Especially important today is the ability to model emerging 3D die-stacked DRAM technology [10], [17], which shows tremendous promise for addressing performance, power, and capacity challenges in the near future. Tsai et. al [16] extended an earlier CACTI version to model 3D die-stacked SRAMs. However, 3D DRAM is substantially different from 3D SRAM in the memory cell physics, fabrication technology, circuit implementation, memory organization, and peripheral circuit arrangements. Thus, a 3D SRAM model provides an inadequate basis for modeling 3D die-stacked DRAM [10], [17].



Fig. 1. Block diagram of the CACTI-3DD framework.

In this paper, we introduce CACTI-3DD, a major extension to CACTI, designed to support architecture-level modeling of modern and future DRAM main memories. CACTI-3DD captures all the major innovations shown in Table I including hierarchical wordlines and datalines and emerging 3D DRAM technology. It simultaneously models power, area, and timing of commodity 2D and 3D DRAM designs, a requirement for accurate architecture-level tradeoffs. To demonstrate its capabilities, we use CACTI-3DD to compare different 3D DRAM architectures.

## II. CACTI-3DD

CACTI-3DD is the first dedicated framework for simultaneously modeling power, area, and timing of 2D planar DRAM main memory and 3D DRAM designs. Figure 1 shows the block diagram of CACTI-3DD. The key enhancements of CACTI-3DD include: 1) power, area, and timing models of TSVs, including optimization of the driver size for each TSV; 2) DRAM models that capture all the technology and architecture innovations shown in Table I; and 3) an optimizer that performs design space exploration for both 2D planar DRAMs and 3D die stacked DRAMs to find the best design that fits in the design constraints of area, power, and timing.
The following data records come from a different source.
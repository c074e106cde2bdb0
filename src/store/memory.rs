//! Process-local lock store.

use super::{LockStore, Swap};
use crate::error::Result;
use crate::locks::{DEFAULT_LOCK_KEY, Lock};
use dashmap::DashMap;
use dashmap::mapref::entry::Entry;

/// Lock store backed by a concurrent map. Supports atomic swaps.
#[derive(Debug, Default)]
pub struct InMemoryLockStore {
    locks: DashMap<String, Lock>,
}

impl InMemoryLockStore {
    pub fn new() -> Self {
        Self::default()
    }

    /// Store seeded with `lock` at the default key.
    pub fn with_lock(lock: Lock) -> Self {
        let store = Self::new();
        store.put(DEFAULT_LOCK_KEY, lock);
        store
    }

    /// Number of keys currently holding a lock.
    pub fn len(&self) -> usize {
        self.locks.len()
    }

    pub fn is_empty(&self) -> bool {
        self.locks.is_empty()
    }

    fn put(&self, key: &str, lock: Lock) {
        match lock {
            Lock::Absent => {
                self.locks.remove(key);
            }
            held => {
                self.locks.insert(key.to_string(), held);
            }
        }
    }
}

impl LockStore for InMemoryLockStore {
    fn read(&self, key: &str) -> Result<Lock> {
        Ok(self
            .locks
            .get(key)
            .map(|entry| entry.value().clone())
            .unwrap_or_default())
    }

    fn write(&self, key: &str, lock: &Lock) -> Result<()> {
        self.put(key, lock.clone());
        Ok(())
    }

    fn delete(&self, key: &str) -> Result<()> {
        self.locks.remove(key);
        Ok(())
    }

    fn compare_and_swap(&self, key: &str, expected: &Lock, new: &Lock) -> Result<Swap> {
        let swap = match self.locks.entry(key.to_string()) {
            Entry::Occupied(mut entry) => {
                if entry.get() != expected {
                    Swap::Conflict
                } else if new.is_absent() {
                    entry.remove();
                    Swap::Swapped
                } else {
                    entry.insert(new.clone());
                    Swap::Swapped
                }
            }
            Entry::Vacant(entry) => {
                if !expected.is_absent() {
                    Swap::Conflict
                } else {
                    if !new.is_absent() {
                        entry.insert(new.clone());
                    }
                    Swap::Swapped
                }
            }
        };
        Ok(swap)
    }
}
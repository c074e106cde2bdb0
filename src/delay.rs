//! Waiting between lock attempts.

use std::time::Duration;

/// Blocks the calling thread between attempts.
pub trait Delay: Send + Sync {
    fn delay(&self, seconds: u64);
}

/// Real `std::thread::sleep`.
#[derive(Debug, Clone, Copy, Default)]
pub struct ThreadDelay;

impl Delay for ThreadDelay {
    fn delay(&self, seconds: u64) {
        std::thread::sleep(Duration::from_secs(seconds));
    }
}

/// Returns immediately.
#[derive(Debug, Clone, Copy, Default)]
pub struct NoDelay;

impl Delay for NoDelay {
    fn delay(&self, _seconds: u64) {}
}

impl<F> Delay for F
where
    F: Fn(u64) + Send + Sync,
{
    fn delay(&self, seconds: u64) {
        self(seconds)
    }
}
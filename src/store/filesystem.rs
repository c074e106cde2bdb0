//! Lock store on the local (or a shared) filesystem.
//!
//! # Layouts
//!
//! - **Directory**: one file per key, named `<sha256(key)>.lock`, under a
//!   configured directory. Hashing keeps arbitrary ids safe as file names.
//! - **Single file**: one explicit path holding the lock for
//!   [`DEFAULT_LOCK_KEY`] only. Any other key is rejected, so distinct ids
//!   can never share the file.
//!
//! A missing file or missing directory reads as an absent lock. Any other
//! I/O failure is a store fault.

use super::LockStore;
use crate::error::{LatchError, Result};
use crate::fs::atomic_write;
use crate::locks::{DEFAULT_LOCK_KEY, Lock};
use crate::serialiser::{JsonLockSerialiser, LockSerialiser};
use sha2::{Digest, Sha256};
use std::fs;
use std::io::ErrorKind;
use std::path::{Path, PathBuf};

#[derive(Debug, Clone)]
enum Layout {
    Directory(PathBuf),
    SingleFile(PathBuf),
}

/// Lock store persisting serialised locks to files.
pub struct FilesystemLockStore {
    layout: Layout,
    serialiser: Box<dyn LockSerialiser>,
}

impl FilesystemLockStore {
    /// One file per key under `dir`, JSON encoded.
    pub fn new(dir: impl Into<PathBuf>) -> Self {
        Self {
            layout: Layout::Directory(dir.into()),
            serialiser: Box::new(JsonLockSerialiser),
        }
    }

    /// The default-key lock stored in the single file at `path`, JSON encoded.
    pub fn single_file(path: impl Into<PathBuf>) -> Self {
        Self {
            layout: Layout::SingleFile(path.into()),
            serialiser: Box::new(JsonLockSerialiser),
        }
    }

    /// Replace the serialiser.
    pub fn with_serialiser(mut self, serialiser: impl LockSerialiser + 'static) -> Self {
        self.serialiser = Box::new(serialiser);
        self
    }

    /// Path of the file backing `key`.
    ///
    /// The single-file layout only serves [`DEFAULT_LOCK_KEY`].
    pub fn path_for(&self, key: &str) -> Result<PathBuf> {
        match &self.layout {
            Layout::Directory(dir) => Ok(dir.join(format!("{}.lock", hash_key(key)))),
            Layout::SingleFile(path) if key == DEFAULT_LOCK_KEY => Ok(path.clone()),
            Layout::SingleFile(path) => Err(LatchError::Store(format!(
                "lock file '{}' only holds the default lock, not '{}'",
                path.display(),
                key
            ))),
        }
    }
}

impl std::fmt::Debug for FilesystemLockStore {
    fn fmt(&self, f: &mut std::fmt::Formatter<'_>) -> std::fmt::Result {
        f.debug_struct("FilesystemLockStore")
            .field("layout", &self.layout)
            .finish_non_exhaustive()
    }
}

impl LockStore for FilesystemLockStore {
    fn read(&self, key: &str) -> Result<Lock> {
        let path = self.path_for(key)?;
        match fs::read(&path) {
            Ok(bytes) => self.serialiser.unserialise(&bytes).map_err(|e| match e {
                LatchError::Serialisation(msg) => {
                    LatchError::Serialisation(format!("lock file '{}': {}", path.display(), msg))
                }
                other => other,
            }),
            Err(e) if e.kind() == ErrorKind::NotFound => Ok(Lock::Absent),
            Err(e) => Err(read_error(&path, e)),
        }
    }

    fn write(&self, key: &str, lock: &Lock) -> Result<()> {
        let bytes = self.serialiser.serialise(lock)?;
        atomic_write(self.path_for(key)?, &bytes)
    }

    fn delete(&self, key: &str) -> Result<()> {
        let path = self.path_for(key)?;
        match fs::remove_file(&path) {
            Ok(()) => Ok(()),
            Err(e) if e.kind() == ErrorKind::NotFound => Ok(()),
            Err(e) => Err(LatchError::Store(format!(
                "failed to delete lock file '{}': {}",
                path.display(),
                e
            ))),
        }
    }
}

fn hash_key(key: &str) -> String {
    let mut hasher = Sha256::new();
    hasher.update(key.as_bytes());
    format!("{:x}", hasher.finalize())
}

fn read_error(path: &Path, e: std::io::Error) -> LatchError {
    LatchError::Store(format!(
        "failed to read lock file '{}': {}",
        path.display(),
        e
    ))
}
Besides the new models of 3D DRAMs and TSVs, CACTI-3DD also significantly improved the models of 2D planar DRAMs. Compared to the current state-of-the-art models for 2D planar DRAMs in CACTI-D [15] and the work from Vogelsang [18], CACTI-3DD's major changes include: 1) modeling a complete center stripe including memory bus and controllers; 2) hierarchical wordlines and datalines; 3) separation of row/column address and data paths including separation of row/column decoders for independent column select and read/write operations; 4) simultaneously modeling power, area, and timing of a DRAM device.
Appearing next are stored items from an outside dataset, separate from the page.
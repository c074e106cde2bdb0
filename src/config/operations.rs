//! Config loading, validation, and wiring.

use super::model::{GuardConfig, StoreKind};
use crate::clock::Clock;
use crate::error::{LatchError, Result};
use crate::locks::Protector;
use crate::store::{FilesystemLockStore, InMemoryLockStore, LockStore};
use chrono::{DateTime, Duration, Utc};
use std::path::Path;
use std::sync::Arc;

impl GuardConfig {
    /// Load config from a YAML file.
    ///
    /// # Returns
    ///
    /// * `Ok(GuardConfig)` - Successfully loaded and validated config
    /// * `Err(LatchError::Config)` - Read error, parse error or validation failure
    pub fn load<P: AsRef<Path>>(path: P) -> Result<Self> {
        let path = path.as_ref();

        let content = std::fs::read_to_string(path).map_err(|e| {
            LatchError::Config(format!(
                "failed to read config file '{}': {}",
                path.display(),
                e
            ))
        })?;

        Self::from_yaml(&content)
    }

    /// Parse config from a YAML string.
    pub fn from_yaml(yaml: &str) -> Result<Self> {
        let config: GuardConfig = serde_yaml::from_str(yaml)
            .map_err(|e| LatchError::Config(format!("failed to parse config YAML: {}", e)))?;

        config.validate()?;
        Ok(config)
    }

    /// Serialize config to a YAML string.
    pub fn to_yaml(&self) -> Result<String> {
        serde_yaml::to_string(self)
            .map_err(|e| LatchError::Config(format!("failed to serialize config to YAML: {}", e)))
    }

    /// Validate config values.
    ///
    /// - `max_attempts` must be positive
    /// - `lease_seconds` must be positive
    /// - `lock_dir` must be non-empty for the filesystem store
    pub fn validate(&self) -> Result<()> {
        if self.max_attempts == 0 {
            return Err(LatchError::Config(
                "max_attempts must be greater than 0".to_string(),
            ));
        }

        if self.lease_seconds == 0 {
            return Err(LatchError::Config(
                "lease_seconds must be greater than 0".to_string(),
            ));
        }

        if self.store == StoreKind::Filesystem && self.lock_dir.as_os_str().is_empty() {
            return Err(LatchError::Config(
                "lock_dir must not be empty for the filesystem store".to_string(),
            ));
        }

        Ok(())
    }

    /// Build the configured store.
    pub fn build_store(&self) -> Arc<dyn LockStore> {
        match self.store {
            StoreKind::Filesystem => Arc::new(FilesystemLockStore::new(&self.lock_dir)),
            StoreKind::Memory => Arc::new(InMemoryLockStore::new()),
        }
    }

    /// Build a protector over `store` with this config's retry policy.
    pub fn protector(&self, store: Arc<dyn LockStore>) -> Protector {
        Protector::new(store, self.max_attempts, self.attempt_interval_seconds)
    }

    /// Deadline one lease from the clock's current time.
    pub fn deadline(&self, clock: &dyn Clock) -> DateTime<Utc> {
        let lease = i64::try_from(self.lease_seconds).unwrap_or(i64::MAX);
        let lease = Duration::try_seconds(lease).unwrap_or(Duration::MAX);
        clock
            .now()
            .checked_add_signed(lease)
            .unwrap_or(DateTime::<Utc>::MAX_UTC)
    }
}
//! Expiry and ownership predicates.

use super::types::{Held, Lock};
use crate::clock::Clock;
use std::sync::Arc;

/// Decides whether a stored lock is stale and who holds it.
pub trait LockInspector: Send + Sync {
    /// True once the clock has moved strictly past the lock's deadline.
    fn has_expired(&self, lock: &Held) -> bool;

    /// True if `lock` is held by exactly `actor`.
    fn was_locked_by(&self, lock: &Lock, actor: &str) -> bool;
}

/// Inspector backed by a [`Clock`].
#[derive(Clone)]
pub struct DefaultLockInspector {
    clock: Arc<dyn Clock>,
}

impl DefaultLockInspector {
    pub fn new(clock: Arc<dyn Clock>) -> Self {
        Self { clock }
    }
}

impl LockInspector for DefaultLockInspector {
    fn has_expired(&self, lock: &Held) -> bool {
        self.clock.now() > lock.until()
    }

    fn was_locked_by(&self, lock: &Lock, actor: &str) -> bool {
        lock.actor() == Some(actor)
    }
}

#[cfg(test)]
mod tests {
    use super::*;
    use crate::clock::FrozenClock;
    use crate::test_support::at;

    fn inspector_at(secs: i64) -> DefaultLockInspector {
        DefaultLockInspector::new(Arc::new(FrozenClock::new(at(secs))))
    }

    fn held_until(secs: i64) -> Held {
        Held::new("alice", at(secs)).unwrap()
    }

    #[test]
    fn lock_is_valid_exactly_at_its_deadline() {
        assert!(!inspector_at(100).has_expired(&held_until(100)));
    }

    #[test]
    fn lock_expires_one_second_after_deadline() {
        assert!(inspector_at(101).has_expired(&held_until(100)));
    }

    #[test]
    fn lock_before_deadline_is_not_expired() {
        assert!(!inspector_at(99).has_expired(&held_until(100)));
    }

    #[test]
    fn was_locked_by_matches_exact_actor() {
        let inspector = inspector_at(100);
        let lock = Lock::Held(held_until(200));

        assert!(inspector.was_locked_by(&lock, "alice"));
        assert!(!inspector.was_locked_by(&lock, "bob"));
        assert!(!inspector.was_locked_by(&lock, "Alice"));
        assert!(!inspector.was_locked_by(&lock, ""));
    }

    #[test]
    fn absent_lock_is_held_by_nobody() {
        let inspector = inspector_at(100);
        assert!(!inspector.was_locked_by(&Lock::Absent, "alice"));
        assert!(!inspector.was_locked_by(&Lock::Absent, ""));
    }
}
//! Byte encoding for persisted locks.
//!
//! The canonical encoding is a JSON object:
//!
//! ```json
//! {"id": "reports", "actor": "alice@build-01:4242", "until": "2024-05-01T12:00:00Z"}
//! ```
//!
//! `id` is omitted for locks on the default key. An absent lock encodes as
//! `null`; empty input also decodes as absent.

use crate::error::{LatchError, Result};
use crate::locks::{Held, Lock};
use chrono::{DateTime, Utc};
use serde::{Deserialize, Serialize};

/// Converts locks to and from bytes.
pub trait LockSerialiser: Send + Sync {
    fn serialise(&self, lock: &Lock) -> Result<Vec<u8>>;
    fn unserialise(&self, bytes: &[u8]) -> Result<Lock>;
}

/// On-disk shape of a held lock.
#[derive(Debug, Serialize, Deserialize)]
struct LockRecord {
    #[serde(default, skip_serializing_if = "Option::is_none")]
    id: Option<String>,
    actor: String,
    until: DateTime<Utc>,
}

/// JSON encoding.
#[derive(Debug, Clone, Copy, Default)]
pub struct JsonLockSerialiser;

impl LockSerialiser for JsonLockSerialiser {
    fn serialise(&self, lock: &Lock) -> Result<Vec<u8>> {
        let record = lock.as_held().map(|held| LockRecord {
            id: held.id().map(str::to_string),
            actor: held.actor().to_string(),
            until: held.until(),
        });

        serde_json::to_vec(&record)
            .map_err(|e| LatchError::Serialisation(format!("failed to encode lock: {}", e)))
    }

    fn unserialise(&self, bytes: &[u8]) -> Result<Lock> {
        if bytes.iter().all(u8::is_ascii_whitespace) {
            return Ok(Lock::Absent);
        }

        let record: Option<LockRecord> = serde_json::from_slice(bytes)
            .map_err(|e| LatchError::Serialisation(format!("failed to decode lock: {}", e)))?;

        match record {
            None => Ok(Lock::Absent),
            Some(record) => Held::build(record.id, record.actor, record.until)
                .map(Lock::Held)
                .map_err(|e| LatchError::Serialisation(e.to_string())),
        }
    }
}

#[cfg(test)]
mod tests {
    use super::*;
    use crate::test_support::at;

    #[test]
    fn absent_lock_encodes_as_null() {
        let bytes = JsonLockSerialiser.serialise(&Lock::Absent).unwrap();
        assert_eq!(bytes, b"null");
        assert_eq!(JsonLockSerialiser.unserialise(&bytes).unwrap(), Lock::Absent);
    }

    #[test]
    fn empty_input_decodes_as_absent() {
        assert_eq!(JsonLockSerialiser.unserialise(b"").unwrap(), Lock::Absent);
        assert_eq!(JsonLockSerialiser.unserialise(b" \n").unwrap(), Lock::Absent);
    }

    #[test]
    fn default_key_lock_omits_id() {
        let lock = Lock::Held(Held::new("alice", at(100)).unwrap());
        let json = String::from_utf8(JsonLockSerialiser.serialise(&lock).unwrap()).unwrap();

        assert_eq!(json, r#"{"actor":"alice","until":"1970-01-01T00:01:40Z"}"#);
        assert_eq!(JsonLockSerialiser.unserialise(json.as_bytes()).unwrap(), lock);
    }

    #[test]
    fn keyed_lock_round_trips_with_id() {
        let lock = Lock::Held(Held::with_id("reports", "bob", at(1_700_000_000)).unwrap());
        let bytes = JsonLockSerialiser.serialise(&lock).unwrap();

        let value: serde_json::Value = serde_json::from_slice(&bytes).unwrap();
        assert_eq!(value["id"], "reports");
        assert_eq!(value["actor"], "bob");

        assert_eq!(JsonLockSerialiser.unserialise(&bytes).unwrap(), lock);
    }

    #[test]
    fn accepts_rfc3339_with_offset() {
        let json = r#"{"actor":"alice","until":"1970-01-01T01:01:40+01:00"}"#;
        let lock = JsonLockSerialiser.unserialise(json.as_bytes()).unwrap();
        assert_eq!(lock, Lock::Held(Held::new("alice", at(100)).unwrap()));
    }

    #[test]
    fn malformed_data_is_a_serialisation_error() {
        let err = JsonLockSerialiser.unserialise(b"{not json").unwrap_err();
        assert!(matches!(err, LatchError::Serialisation(_)));

        let err = JsonLockSerialiser
            .unserialise(br#"{"actor":"alice","until":"yesterday"}"#)
            .unwrap_err();
        assert!(matches!(err, LatchError::Serialisation(_)));
    }

    #[test]
    fn persisted_empty_actor_is_rejected() {
        let err = JsonLockSerialiser
            .unserialise(br#"{"actor":"","until":"1970-01-01T00:01:40Z"}"#)
            .unwrap_err();
        assert!(matches!(err, LatchError::Serialisation(_)));
    }
}
//! Time sources.
//!
//! Lock expiry and protect telemetry read time through the [`Clock`] trait so
//! tests can pin time with a [`FrozenClock`].

use chrono::{DateTime, Duration, Utc};
use std::sync::Mutex;

/// A source of the current instant.
pub trait Clock: Send + Sync {
    fn now(&self) -> DateTime<Utc>;
}

/// Wall-clock time.
#[derive(Debug, Clone, Copy, Default)]
pub struct SystemClock;

impl Clock for SystemClock {
    fn now(&self) -> DateTime<Utc> {
        Utc::now()
    }
}

/// A clock that only moves when told to.
#[derive(Debug)]
pub struct FrozenClock {
    at: Mutex<DateTime<Utc>>,
}

impl FrozenClock {
    pub fn new(at: DateTime<Utc>) -> Self {
        Self { at: Mutex::new(at) }
    }

    /// Pin the clock to `at`.
    pub fn set(&self, at: DateTime<Utc>) {
        *self.at.lock().unwrap_or_else(|poison| poison.into_inner()) = at;
    }

    /// Move the clock forward by `by`.
    pub fn advance(&self, by: Duration) {
        let mut at = self.at.lock().unwrap_or_else(|poison| poison.into_inner());
        *at += by;
    }
}

impl Clock for FrozenClock {
    fn now(&self) -> DateTime<Utc> {
        *self.at.lock().unwrap_or_else(|poison| poison.into_inner())
    }
}

#[cfg(test)]
mod tests {
    use super::*;
    use crate::test_support::at;

    #[test]
    fn frozen_clock_does_not_move_on_its_own() {
        let clock = FrozenClock::new(at(100));
        assert_eq!(clock.now(), at(100));
        assert_eq!(clock.now(), at(100));
    }

    #[test]
    fn frozen_clock_set_and_advance() {
        let clock = FrozenClock::new(at(100));
        clock.advance(Duration::seconds(5));
        assert_eq!(clock.now(), at(105));

        clock.set(at(42));
        assert_eq!(clock.now(), at(42));
    }

    #[test]
    fn system_clock_is_close_to_utc_now() {
        let before = Utc::now();
        let now = SystemClock.now();
        assert!(now >= before);
        assert!(now - before < Duration::minutes(1));
    }
}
Once CACTI-3DD collects the input parameters including the memory array configurations, 3D DRAM configurations, and the design constraints, it performs an automatic design space exploration to find the best design. CACTI-3DD also considers temperature as an input when computing final results, especially for leakage power since it is a strong function of temperature. CACTI-3DD sweeps the per-die DRAM configurations and the associated TSV configurations to find the optimal design based on the design constraints. Although floorplan is an important design considerations in 3D circuits and architectures, it is simpler in DRAM structures than in processors. For 3D DRAMs, the floorplan for an individual DRAM die is mostly regular and similar to that of 2D DRAM dies. The peripheral functional circuits can be shared by all the DRAM dies and placed on a single DRAM die or a interface logic die (as shown in Section IV) in the stack. CACTI-3DD considers these situations during the optimization process and places the address and data TSVs on the edge of banks/subarrays. In addition to the power, area, and

timing of the best DRAM designs, CACTI-3DD also reports the TSV overhead in area, timing, and power. The TSV overhead is critical for performance and cost trade-offs, especially for 3D DRAMs with bank-level partitioning that require a large number of TSVs.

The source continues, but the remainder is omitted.